I was so accustomed to listening to conversations between other people that it always took me a minute to snap out of it when I’d been sitting back for a while, so when Maggie turned and said, “So tell me more about you, Cecily,” I blinked like I was waking up from a nap.
“Well,” I said, “I edit podcasts. I have a sister, too, she lives in Silver Spring, she’s married. My parents are in New Jersey, they’re retired. They’re kind of…all over the place. My mother was in Sedona last time I heard. My dad is probably at, I don’t know, basketball camp or something.”

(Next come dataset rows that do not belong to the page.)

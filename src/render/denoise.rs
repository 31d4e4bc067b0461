// Denoise pass - edge-aware a-trous filter over the ray-traced color
//
// One compute pipeline, dispatched several times with doubling step width.
// Each dispatch is stateless; the color ping-pongs between two storage
// images through a pair of prebuilt descriptor sets.

use anyhow::{Context, Result};
use ash::vk;
use crate::backend::descriptor::{BindingDesc, DescriptorBundle};
use crate::backend::resource::ImageResource;
use crate::backend::{shader, VulkanDevice};
use super::uniforms::PushConstantDenoise;

/// Workgroup edge length; must match the shader's local_size.
pub const GROUP_SIZE: u32 = 16;

/// Where the filtered result lives after `passes` dispatches.
#[derive(Clone, Copy, Debug, PartialEq, Eq)]
pub enum DenoiseOutput {
    /// Odd pass count: the dedicated denoise image holds the result
    Filtered,
    /// Even pass count: the result bounced back into the ray color image
    RayColor,
}

pub fn output_after(passes: u32) -> DenoiseOutput {
    if passes % 2 == 1 {
        DenoiseOutput::Filtered
    } else {
        DenoiseOutput::RayColor
    }
}

pub fn dispatch_counts(extent: vk::Extent2D) -> (u32, u32) {
    (
        (extent.width + GROUP_SIZE - 1) / GROUP_SIZE,
        (extent.height + GROUP_SIZE - 1) / GROUP_SIZE,
    )
}

pub struct DenoisePass {
    descriptors: DescriptorBundle, // set 0: color -> filtered, set 1: filtered -> color
    pipeline_layout: vk::PipelineLayout,
    pipeline: vk::Pipeline,
    pub norm_factor: f32,
    pub depth_factor: f32,
}

impl DenoisePass {
    pub fn new(device: &VulkanDevice) -> Result<Self> {
        let compute = vk::ShaderStageFlags::COMPUTE;
        let descriptors = DescriptorBundle::new(
            device,
            &[
                BindingDesc::new(0, vk::DescriptorType::STORAGE_IMAGE, compute), // source color
                BindingDesc::new(1, vk::DescriptorType::STORAGE_IMAGE, compute), // normal-depth
                BindingDesc::new(2, vk::DescriptorType::STORAGE_IMAGE, compute), // destination
            ],
            2,
        )?;

        let set_layouts = [descriptors.layout];
        let push_constant_range = vk::PushConstantRange::builder()
            .stage_flags(compute)
            .offset(0)
            .size(std::mem::size_of::<PushConstantDenoise>() as u32)
            .build();
        let push_constant_ranges = [push_constant_range];

        let layout_info = vk::PipelineLayoutCreateInfo::builder()
            .set_layouts(&set_layouts)
            .push_constant_ranges(&push_constant_ranges);
        let pipeline_layout = unsafe { device.device.create_pipeline_layout(&layout_info, None) }
            .context("Failed to create denoise pipeline layout")?;

        let module = shader::load_module(device, "spv/denoise.comp.spv")?;
        let stage = shader::stage_info(module, compute);

        let pipeline_info = vk::ComputePipelineCreateInfo::builder()
            .stage(stage)
            .layout(pipeline_layout)
            .build();

        let pipeline = unsafe {
            device
                .device
                .create_compute_pipelines(vk::PipelineCache::null(), &[pipeline_info], None)
                .map_err(|(_, e)| e)
        };

        unsafe { device.device.destroy_shader_module(module, None) };

        let pipeline = pipeline.context("Failed to create denoise pipeline")?[0];

        Ok(Self {
            descriptors,
            pipeline_layout,
            pipeline,
            norm_factor: 0.02,
            depth_factor: 0.01,
        })
    }

    /// Rewire both ping-pong sets. Called at startup and after resize.
    pub fn update_descriptors(
        &self,
        device: &VulkanDevice,
        ray_color: &ImageResource,
        normal_depth: &ImageResource,
        filtered: &ImageResource,
    ) {
        let general = vk::ImageLayout::GENERAL;
        let writes: [(usize, &ImageResource, &ImageResource); 2] = [
            (0, ray_color, filtered), // set 0 reads color, writes filtered
            (1, filtered, ray_color), // set 1 reads filtered, writes color
        ];
        for (set, src, dst) in writes {
            self.descriptors.write_image(
                device,
                set,
                0,
                vk::DescriptorType::STORAGE_IMAGE,
                src.descriptor_info(general),
            );
            self.descriptors.write_image(
                device,
                set,
                1,
                vk::DescriptorType::STORAGE_IMAGE,
                normal_depth.descriptor_info(general),
            );
            self.descriptors.write_image(
                device,
                set,
                2,
                vk::DescriptorType::STORAGE_IMAGE,
                dst.descriptor_info(general),
            );
        }
    }

    /// Record `passes` dispatches with step widths 1, 2, 4, ... Compute-to-
    /// compute barriers order each iteration's writes before the next reads.
    pub fn record(
        &self,
        device: &VulkanDevice,
        cmd: vk::CommandBuffer,
        extent: vk::Extent2D,
        passes: u32,
    ) {
        let (groups_x, groups_y) = dispatch_counts(extent);

        unsafe {
            let d = &device.device;
            d.cmd_bind_pipeline(cmd, vk::PipelineBindPoint::COMPUTE, self.pipeline);

            for i in 0..passes {
                let push = PushConstantDenoise {
                    norm_factor: self.norm_factor,
                    depth_factor: self.depth_factor,
                    stepwidth: 1 << i,
                };
                d.cmd_bind_descriptor_sets(
                    cmd,
                    vk::PipelineBindPoint::COMPUTE,
                    self.pipeline_layout,
                    0,
                    &[self.descriptors.sets[(i % 2) as usize]],
                    &[],
                );
                d.cmd_push_constants(
                    cmd,
                    self.pipeline_layout,
                    vk::ShaderStageFlags::COMPUTE,
                    0,
                    bytemuck::bytes_of(&push),
                );
                d.cmd_dispatch(cmd, groups_x, groups_y, 1);

                let barrier = vk::MemoryBarrier::builder()
                    .src_access_mask(vk::AccessFlags::SHADER_WRITE)
                    .dst_access_mask(vk::AccessFlags::SHADER_READ)
                    .build();
                d.cmd_pipeline_barrier(
                    cmd,
                    vk::PipelineStageFlags::COMPUTE_SHADER,
                    vk::PipelineStageFlags::COMPUTE_SHADER,
                    vk::DependencyFlags::empty(),
                    &[barrier],
                    &[],
                    &[],
                );
            }
        }
    }

    pub fn destroy(&self, device: &VulkanDevice) {
        unsafe {
            device.device.destroy_pipeline(self.pipeline, None);
            device.device.destroy_pipeline_layout(self.pipeline_layout, None);
        }
        self.descriptors.destroy(device);
    }
}

#[cfg(test)]
mod tests {
    use super::*;

    #[test]
    fn output_alternates_with_pass_count() {
        assert_eq!(output_after(1), DenoiseOutput::Filtered);
        assert_eq!(output_after(2), DenoiseOutput::RayColor);
        assert_eq!(output_after(5), DenoiseOutput::Filtered);
    }

    #[test]
    fn dispatch_counts_cover_the_extent() {
        let (x, y) = dispatch_counts(vk::Extent2D { width: 1280, height: 720 });
        assert_eq!(x, 80);
        assert_eq!(y, 45);
        let (x, y) = dispatch_counts(vk::Extent2D { width: 1281, height: 721 });
        assert!(x * GROUP_SIZE >= 1281 && y * GROUP_SIZE >= 721);
    }
}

“How did you get into podcasts?”
“Internship after college, at a radio station in New York. Moved down here with a boyfriend, as a matter of fact.” I looked up from my croissant. “I mean, like I said, we broke up years ago. Now I work at this podcast company, I do lots of different things.”
“What are you working on right now?”
It had been weird enough explaining the show to Will. It seemed impossible to explain it to his sister under these circumstances. But he wasn’t rescuing me, so I carried on. “Right now, I’m hosting a show where I get sent on a lot of blind dates.”
She froze with a piece of a blueberry muffin in her hand. “Is that how this happened? You went on a blind date for a podcast?”
“No,” Will said. “We met the old-fashioned way. She fed peanut butter to my dog.”
“I see.” Maggie ate a bite thoughtfully. “So this is not part of that. This is just…”
“It’s unrelated,” Will said. “Change the subject, please.”
She glared at him. “Rude. But fine. When you’re not doing this, what else do you work on?”
“I help out sometimes on a recap podcast about Halls of Power. ”
“Oh my God, I love Halls of Power, ” she said. “I am obsessed with that show. So is Will.”
He looked hard at her. “I wouldn’t say I’m obsessed with it. I keep up with it.”
“Believe me,” I said, “I don’t judge. I sometimes work on an advice show, just…whatever my boss needs. Here and there.”
“Well, that all sounds really, really interesting,” she said. “You might be too good for my brother.”
“Like I said,” Will told her as he pulled the end off a croissant, “we’re just friends, so don’t tell Mom and Dad anything they’re going to ask me about later. We’re friends.”
I looked back at him and nodded. “Friends.” It was the same thing I would have said. It was what we had agreed on. Why did it sound terrible?
“I would never say anything to them,” she said. “Never. I think I’m offended.”